In adult bone marrow, the fate of haematopoietic stem and progenitor cells (HSPC) is regulated by multiple intrinsic cellular pathways, and is also dependent on the tissue microenvironment termed niches. At least 2 anatomical niches have been identified in the bone marrow: an endosteal niche near the bone surface and a perivascular niche adjacent to the endothelial sinuses.^1,2 The perivascular niches in part constitute of endothelial cells, mesenchymal stromal cells, which play an essential role in regulating stem cell self-renewal and differentiation.² HSPC are responsible for hematopoiesis, whereas their niches are required for the composition and structure of the bone marrow.³ However, the cellular mechanisms underlying the interaction between HSPC and their niches are poorly understood. A recent study from Dr. Jenny L Persson's group at Lund University in Sweden, published in Cell Cycle issue ⁴ (2015 Mar 18:0. [Epub ahead of print]), suggests that there is a reciprocal relationship between HSPC and their niches. Cyclin A1, a cell cycle regulator, and vascular endothelial growth factor receptor 1 (VEGFR1) are involved in facilitating the interaction of HSPC with their niches in the bone marrow. In the absence of gene encoding for cyclin A1, the absolute number and frequency of HSPC are significantly increased in the BM, and the ability of HSPC to home and migrate to the endosteal and perivascular niche zones is impaired. Loss of cyclin A1 function in endothelial cells also results in increased microvessel density and altered structure of perivascular niches, leading to a reduced ability of the niches to engraft HSPC after bone marrow transplantation. These data suggest that loss of cyclin A1 impaired the proper physiological connection of HSPC with the endosteal and perivascular niches, thus disrupted proliferation and self-renewal of stem cells. Thus cyclin A1 is an important factor that contributes to the physiological interaction between HSPC and their niches (Fig. 1).

Figure 1.

A schematic model to illustrate bone marrow microenvironment from the femur bone of wild-type of mouse vs. cyclin A1-deficient mouse. In the wild-type bone marrow, HSPC are resided in the endosteal niches near the bone surface. HSPC are constantly migrating to the central bone marrow zone where the perivascular niches are located. The endothelial cells may have a dominant and stimulatory influence on proliferation and migration of HSPC under homeostatic conditions. In cyclin Cyclin A1-deficient bone marrow, loss of cyclin A1 impairs the perivascular niches and proliferation of HSPC. There is an increase in HSPC numbers and perivascular vessels, and the process of homing and migration of HSPC is disrupted. The increased VEGFR1 in cyclin A1-deficient endothelial niche cells may be functionally linked to this process.

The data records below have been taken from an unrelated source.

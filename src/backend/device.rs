// Vulkan Device - Core GPU interface
//
// Responsibilities:
// - Instance creation (optionally with validation layers)
// - Window surface creation from raw display/window handles
// - Physical device + queue family selection (graphics and present)
// - Logical device + queue creation

use super::select::select_first;
use crate::error::{EngineError, Result, VkResultExt};
use ash::extensions::{ext::DebugUtils, khr};
use ash::{vk, Entry};
use raw_window_handle::{RawDisplayHandle, RawWindowHandle};
use std::ffi::{c_char, c_void, CStr, CString};

const VALIDATION_LAYER: &CStr = c"VK_LAYER_KHRONOS_validation";

/// Device, queue and surface used by every other component.
///
/// Selected once; never changes afterwards.
pub struct GraphicsDevice {
    entry: Entry,
    pub instance: ash::Instance,
    debug_utils: Option<(DebugUtils, vk::DebugUtilsMessengerEXT)>,

    pub surface_loader: khr::Surface,
    pub surface: vk::SurfaceKHR,

    pub physical_device: vk::PhysicalDevice,
    pub device: ash::Device,

    /// Supports both graphics and presentation to `surface`
    pub queue_family: u32,
    pub queue: vk::Queue,

    pub memory_properties: vk::PhysicalDeviceMemoryProperties,
}

impl GraphicsDevice {
    /// Create the Vulkan device for a window.
    ///
    /// # Arguments
    /// * `display` / `window` - raw handles owned by the windowing layer; the
    ///   window must outlive the returned device
    /// * `app_name` - Application name reported to the driver
    /// * `enable_validation` - Enable Vulkan validation layers if installed
    pub fn new(
        display: RawDisplayHandle,
        window: RawWindowHandle,
        app_name: &str,
        enable_validation: bool,
    ) -> Result<Self> {
        log::info!("Creating Vulkan device: {}", app_name);

        // Step 1: Load Vulkan library
        let entry = unsafe { Entry::load() }?;

        // Step 2: Create instance (+ debug messenger)
        let enable_validation = enable_validation && Self::validation_available(&entry)?;
        let instance = Self::create_instance(&entry, display, app_name, enable_validation)?;
        let debug_utils = if enable_validation {
            match Self::setup_debug_messenger(&entry, &instance) {
                Ok(messenger) => Some(messenger),
                Err(e) => {
                    unsafe { instance.destroy_instance(None) };
                    return Err(e);
                }
            }
        } else {
            None
        };

        // Step 3: Surface for the window
        let surface_loader = khr::Surface::new(&entry, &instance);
        let surface = match unsafe {
            ash_window::create_surface(&entry, &instance, display, window, None)
        }
        .during("vkCreateSurfaceKHR")
        {
            Ok(surface) => surface,
            Err(e) => {
                unsafe { destroy_instance(&instance, debug_utils.as_ref()) };
                return Err(e);
            }
        };

        // Step 4: Pick physical device and queue family, open logical device
        let opened = Self::pick_physical_device(&instance, &surface_loader, surface).and_then(
            |(physical_device, queue_family)| {
                Self::create_logical_device(&instance, physical_device, queue_family)
                    .map(|device| (physical_device, queue_family, device))
            },
        );
        let (physical_device, queue_family, device) = match opened {
            Ok(opened) => opened,
            Err(e) => {
                unsafe {
                    surface_loader.destroy_surface(surface, None);
                    destroy_instance(&instance, debug_utils.as_ref());
                }
                return Err(e);
            }
        };

        let queue = unsafe { device.get_device_queue(queue_family, 0) };

        // Step 5: Cache device properties
        let properties = unsafe { instance.get_physical_device_properties(physical_device) };
        let memory_properties =
            unsafe { instance.get_physical_device_memory_properties(physical_device) };

        log::info!(
            "Selected GPU: {}",
            unsafe { CStr::from_ptr(properties.device_name.as_ptr()) }.to_string_lossy()
        );
        log::info!(
            "API Version: {}.{}.{}, queue family {}",
            vk::api_version_major(properties.api_version),
            vk::api_version_minor(properties.api_version),
            vk::api_version_patch(properties.api_version),
            queue_family
        );

        Ok(Self {
            entry,
            instance,
            debug_utils,
            surface_loader,
            surface,
            physical_device,
            device,
            queue_family,
            queue,
            memory_properties,
        })
    }

    fn validation_available(entry: &Entry) -> Result<bool> {
        let layers = entry
            .enumerate_instance_layer_properties()
            .during("vkEnumerateInstanceLayerProperties")?;
        let available = layers
            .iter()
            .any(|layer| unsafe { CStr::from_ptr(layer.layer_name.as_ptr()) } == VALIDATION_LAYER);
        if !available {
            log::warn!("Validation requested but {:?} is not installed", VALIDATION_LAYER);
        }
        Ok(available)
    }

    fn create_instance(
        entry: &Entry,
        display: RawDisplayHandle,
        app_name: &str,
        enable_validation: bool,
    ) -> Result<ash::Instance> {
        // Interior NULs cannot reach the driver; drop them
        let app_name_cstr = CString::new(app_name.replace('\0', "")).unwrap_or_default();
        let engine_name = c"spinning-triangle";

        let app_info = vk::ApplicationInfo::builder()
            .application_name(&app_name_cstr)
            .application_version(vk::make_api_version(0, 1, 0, 0))
            .engine_name(engine_name)
            .engine_version(vk::make_api_version(0, 1, 0, 0))
            .api_version(vk::API_VERSION_1_0);

        let mut extensions = surface_extensions(display)?;

        let layer_names = if enable_validation {
            extensions.push(DebugUtils::name().as_ptr());
            vec![VALIDATION_LAYER.as_ptr()]
        } else {
            vec![]
        };

        let create_info = vk::InstanceCreateInfo::builder()
            .application_info(&app_info)
            .enabled_extension_names(&extensions)
            .enabled_layer_names(&layer_names);

        unsafe { entry.create_instance(&create_info, None) }.during("vkCreateInstance")
    }

    fn setup_debug_messenger(
        entry: &Entry,
        instance: &ash::Instance,
    ) -> Result<(DebugUtils, vk::DebugUtilsMessengerEXT)> {
        let debug_utils = DebugUtils::new(entry, instance);

        let create_info = vk::DebugUtilsMessengerCreateInfoEXT::builder()
            .message_severity(
                vk::DebugUtilsMessageSeverityFlagsEXT::WARNING
                    | vk::DebugUtilsMessageSeverityFlagsEXT::ERROR,
            )
            .message_type(
                vk::DebugUtilsMessageTypeFlagsEXT::GENERAL
                    | vk::DebugUtilsMessageTypeFlagsEXT::VALIDATION
                    | vk::DebugUtilsMessageTypeFlagsEXT::PERFORMANCE,
            )
            .pfn_user_callback(Some(debug_callback));

        let messenger = unsafe { debug_utils.create_debug_utils_messenger(&create_info, None) }
            .during("vkCreateDebugUtilsMessengerEXT")?;

        Ok((debug_utils, messenger))
    }

    /// First device with a queue family that can both draw and present.
    fn pick_physical_device(
        instance: &ash::Instance,
        surface_loader: &khr::Surface,
        surface: vk::SurfaceKHR,
    ) -> Result<(vk::PhysicalDevice, u32)> {
        let devices =
            unsafe { instance.enumerate_physical_devices() }.during("vkEnumeratePhysicalDevices")?;

        if devices.is_empty() {
            return Err(EngineError::NoPhysicalDevice);
        }

        let device_count = devices.len();
        select_first(devices, |device| {
            let families =
                unsafe { instance.get_physical_device_queue_family_properties(device) };
            let family = find_queue_family(&families, |index| {
                unsafe {
                    surface_loader.get_physical_device_surface_support(device, index, surface)
                }
                .during("vkGetPhysicalDeviceSurfaceSupportKHR")
            })?;
            Ok::<_, EngineError>(family.map(|family| (device, family)))
        })?
        .ok_or(EngineError::NoQueueFamily {
            devices: device_count,
        })
    }

    fn create_logical_device(
        instance: &ash::Instance,
        physical_device: vk::PhysicalDevice,
        queue_family: u32,
    ) -> Result<ash::Device> {
        let queue_priorities = [1.0];
        let queue_create_info = vk::DeviceQueueCreateInfo::builder()
            .queue_family_index(queue_family)
            .queue_priorities(&queue_priorities)
            .build();

        let extensions = [khr::Swapchain::name().as_ptr()];

        let create_info = vk::DeviceCreateInfo::builder()
            .queue_create_infos(std::slice::from_ref(&queue_create_info))
            .enabled_extension_names(&extensions);

        unsafe { instance.create_device(physical_device, &create_info, None) }
            .during("vkCreateDevice")
    }

    /// Wait for device to be idle (e.g., before cleanup)
    pub fn wait_idle(&self) -> Result<()> {
        unsafe { self.device.device_wait_idle() }.during("vkDeviceWaitIdle")
    }

    /// Destroys the logical device, the surface and the instance.
    ///
    /// The device passed in at teardown is this device's `ash::Device`.
    pub fn releaser(&self) -> impl FnOnce(&ash::Device) + 'static {
        let entry = self.entry.clone();
        let instance = self.instance.clone();
        let debug_utils = self.debug_utils.clone();
        let surface_loader = self.surface_loader.clone();
        let surface = self.surface;

        move |device| unsafe {
            device.destroy_device(None);
            surface_loader.destroy_surface(surface, None);
            destroy_instance(&instance, debug_utils.as_ref());
            // The loader library must stay open until the instance is gone
            drop(entry);
        }
    }
}

unsafe fn destroy_instance(
    instance: &ash::Instance,
    debug_utils: Option<&(DebugUtils, vk::DebugUtilsMessengerEXT)>,
) {
    if let Some((debug_utils, messenger)) = debug_utils {
        debug_utils.destroy_debug_utils_messenger(*messenger, None);
    }
    instance.destroy_instance(None);
}

/// First queue family with graphics support that can present to the surface.
pub fn find_queue_family<E>(
    families: &[vk::QueueFamilyProperties],
    mut supports_present: impl FnMut(u32) -> std::result::Result<bool, E>,
) -> std::result::Result<Option<u32>, E> {
    select_first(families.iter().zip(0u32..), |(family, index)| {
        if !family.queue_flags.contains(vk::QueueFlags::GRAPHICS) {
            return Ok(None);
        }
        Ok(supports_present(index)?.then_some(index))
    })
}

/// Instance extensions needed to present to windows of this display server.
pub fn surface_extensions(display: RawDisplayHandle) -> Result<Vec<*const c_char>> {
    match ash_window::enumerate_required_extensions(display) {
        Ok(extensions) => Ok(extensions.to_vec()),
        Err(vk::Result::ERROR_EXTENSION_NOT_PRESENT) => Err(EngineError::UnsupportedWindowSystem),
        Err(result) => Err(EngineError::Vulkan {
            op: "enumerate_required_extensions",
            result,
        }),
    }
}

// Debug callback for validation layers
unsafe extern "system" fn debug_callback(
    message_severity: vk::DebugUtilsMessageSeverityFlagsEXT,
    _message_type: vk::DebugUtilsMessageTypeFlagsEXT,
    p_callback_data: *const vk::DebugUtilsMessengerCallbackDataEXT,
    _p_user_data: *mut c_void,
) -> vk::Bool32 {
    let message = CStr::from_ptr((*p_callback_data).p_message);

    match message_severity {
        vk::DebugUtilsMessageSeverityFlagsEXT::ERROR => {
            log::error!("[Vulkan] {}", message.to_string_lossy());
        }
        vk::DebugUtilsMessageSeverityFlagsEXT::WARNING => {
            log::warn!("[Vulkan] {}", message.to_string_lossy());
        }
        _ => {
            log::debug!("[Vulkan] {}", message.to_string_lossy());
        }
    }

    vk::FALSE
}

The authors further show that VEGFR1 expression is significantly increased in HSPC and endothelial cells of the bone marrow that lack Ccna1 alleles of cyclin A1. Blockage of VEGFR1 production in the endothelial niche cells results into a decrease in HSPC numbers from cyclin A1-deficient bone marrow. This suggests that cyclin A1 regulates interactions of HSPC with their perivascular niches via VEGFR1-dependent signaling. Because circulating soluble VEGFR1 and VEGFR2 may have impact on VEGF-induced neovascularization,^5,6 the increased VEGFR1 level in cyclin A1-deficient endothelial cells may result in increased vascularization in the bone marrow. This study provides new evidence that VEGFR1 is an important component in perivascular niches which are required for controlling proliferation and migration of HSPC (Fig. 1). It will be interesting to further investigate the underlying mechanisms on how cyclin A1 is functionally associated with VEGFR1 signaling in haematopoietic system. Thus, understanding the interplay between cyclin A1 and VEGFR1 in HSPC and their niches may provide new insights into therapeutic approaches.